Find the lines of data that contain the string "move", then list them.

Start of Information supplied

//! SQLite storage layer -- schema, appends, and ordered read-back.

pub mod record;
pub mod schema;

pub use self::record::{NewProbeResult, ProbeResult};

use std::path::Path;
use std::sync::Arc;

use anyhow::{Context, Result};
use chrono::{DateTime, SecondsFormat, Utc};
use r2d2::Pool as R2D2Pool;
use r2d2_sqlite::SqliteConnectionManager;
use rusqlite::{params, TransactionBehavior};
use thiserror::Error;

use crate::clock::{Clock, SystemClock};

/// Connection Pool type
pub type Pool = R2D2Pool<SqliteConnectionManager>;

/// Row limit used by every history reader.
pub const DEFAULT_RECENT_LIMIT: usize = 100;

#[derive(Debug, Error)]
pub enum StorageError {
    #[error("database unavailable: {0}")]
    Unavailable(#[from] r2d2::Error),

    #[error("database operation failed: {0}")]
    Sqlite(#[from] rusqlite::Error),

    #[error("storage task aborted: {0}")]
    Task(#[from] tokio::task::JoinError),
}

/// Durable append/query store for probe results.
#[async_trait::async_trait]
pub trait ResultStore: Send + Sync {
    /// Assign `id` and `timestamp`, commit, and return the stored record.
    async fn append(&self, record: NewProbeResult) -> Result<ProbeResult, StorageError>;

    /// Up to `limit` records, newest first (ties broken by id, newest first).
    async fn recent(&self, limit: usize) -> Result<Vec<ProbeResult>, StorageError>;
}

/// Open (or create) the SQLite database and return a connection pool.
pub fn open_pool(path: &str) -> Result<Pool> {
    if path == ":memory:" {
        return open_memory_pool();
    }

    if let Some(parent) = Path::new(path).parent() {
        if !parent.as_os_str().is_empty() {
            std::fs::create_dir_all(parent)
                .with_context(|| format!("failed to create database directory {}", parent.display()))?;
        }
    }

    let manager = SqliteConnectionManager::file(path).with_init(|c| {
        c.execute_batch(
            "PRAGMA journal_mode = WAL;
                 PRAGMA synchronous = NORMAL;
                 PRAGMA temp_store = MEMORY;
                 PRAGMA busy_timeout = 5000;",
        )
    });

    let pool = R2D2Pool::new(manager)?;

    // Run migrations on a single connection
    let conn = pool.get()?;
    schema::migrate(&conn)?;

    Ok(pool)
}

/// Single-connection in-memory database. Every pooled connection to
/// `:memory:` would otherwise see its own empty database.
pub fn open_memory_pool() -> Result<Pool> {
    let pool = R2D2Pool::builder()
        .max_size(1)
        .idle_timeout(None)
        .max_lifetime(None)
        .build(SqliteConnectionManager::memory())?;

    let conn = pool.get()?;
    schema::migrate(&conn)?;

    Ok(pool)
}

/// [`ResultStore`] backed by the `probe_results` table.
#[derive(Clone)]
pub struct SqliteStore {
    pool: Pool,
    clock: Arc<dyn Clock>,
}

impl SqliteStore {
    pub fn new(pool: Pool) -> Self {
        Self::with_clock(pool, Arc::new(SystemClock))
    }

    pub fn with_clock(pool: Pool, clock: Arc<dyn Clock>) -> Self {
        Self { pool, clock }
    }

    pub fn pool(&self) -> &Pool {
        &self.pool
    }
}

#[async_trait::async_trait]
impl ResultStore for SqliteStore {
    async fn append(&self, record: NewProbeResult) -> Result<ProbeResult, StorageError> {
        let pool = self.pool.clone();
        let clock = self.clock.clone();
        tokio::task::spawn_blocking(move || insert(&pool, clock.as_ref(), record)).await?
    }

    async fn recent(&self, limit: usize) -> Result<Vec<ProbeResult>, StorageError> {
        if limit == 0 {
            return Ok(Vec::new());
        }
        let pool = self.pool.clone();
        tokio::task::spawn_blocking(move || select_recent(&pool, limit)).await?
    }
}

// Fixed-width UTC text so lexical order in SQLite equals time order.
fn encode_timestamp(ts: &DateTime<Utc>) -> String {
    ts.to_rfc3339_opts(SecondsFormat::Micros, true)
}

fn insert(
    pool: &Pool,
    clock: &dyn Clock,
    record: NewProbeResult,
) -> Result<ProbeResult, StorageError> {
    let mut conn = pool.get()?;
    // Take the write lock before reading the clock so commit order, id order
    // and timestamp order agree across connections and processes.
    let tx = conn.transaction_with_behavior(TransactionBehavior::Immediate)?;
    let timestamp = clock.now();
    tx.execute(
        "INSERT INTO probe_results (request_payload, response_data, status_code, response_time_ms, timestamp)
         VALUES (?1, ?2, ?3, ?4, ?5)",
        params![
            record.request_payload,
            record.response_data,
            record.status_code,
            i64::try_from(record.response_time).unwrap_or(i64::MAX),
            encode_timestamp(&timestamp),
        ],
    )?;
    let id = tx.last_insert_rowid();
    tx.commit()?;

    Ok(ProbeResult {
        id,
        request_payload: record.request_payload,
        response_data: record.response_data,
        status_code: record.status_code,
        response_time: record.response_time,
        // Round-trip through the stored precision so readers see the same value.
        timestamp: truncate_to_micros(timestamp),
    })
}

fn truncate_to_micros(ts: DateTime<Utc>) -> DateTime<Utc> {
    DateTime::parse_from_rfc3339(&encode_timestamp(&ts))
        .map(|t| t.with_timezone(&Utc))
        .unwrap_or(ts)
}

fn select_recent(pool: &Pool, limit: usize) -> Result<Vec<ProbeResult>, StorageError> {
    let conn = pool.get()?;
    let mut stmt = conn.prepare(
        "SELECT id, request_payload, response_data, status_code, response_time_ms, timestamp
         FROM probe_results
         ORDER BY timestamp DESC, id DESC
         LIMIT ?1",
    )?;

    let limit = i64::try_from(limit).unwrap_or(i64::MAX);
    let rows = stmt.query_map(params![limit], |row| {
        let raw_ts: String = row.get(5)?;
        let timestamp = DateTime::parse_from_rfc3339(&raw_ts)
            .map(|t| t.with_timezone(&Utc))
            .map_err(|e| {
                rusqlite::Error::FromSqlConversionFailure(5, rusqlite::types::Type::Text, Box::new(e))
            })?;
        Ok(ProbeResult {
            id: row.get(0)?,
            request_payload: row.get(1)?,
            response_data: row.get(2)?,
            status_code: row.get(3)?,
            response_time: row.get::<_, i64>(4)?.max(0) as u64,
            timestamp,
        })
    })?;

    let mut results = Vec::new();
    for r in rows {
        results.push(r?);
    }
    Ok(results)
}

End of Information supplied

§ Solution:
        tokio::task::spawn_blocking(move || insert(&pool, clock.as_ref(), record)).await?
        tokio::task::spawn_blocking(move || select_recent(&pool, limit)).await?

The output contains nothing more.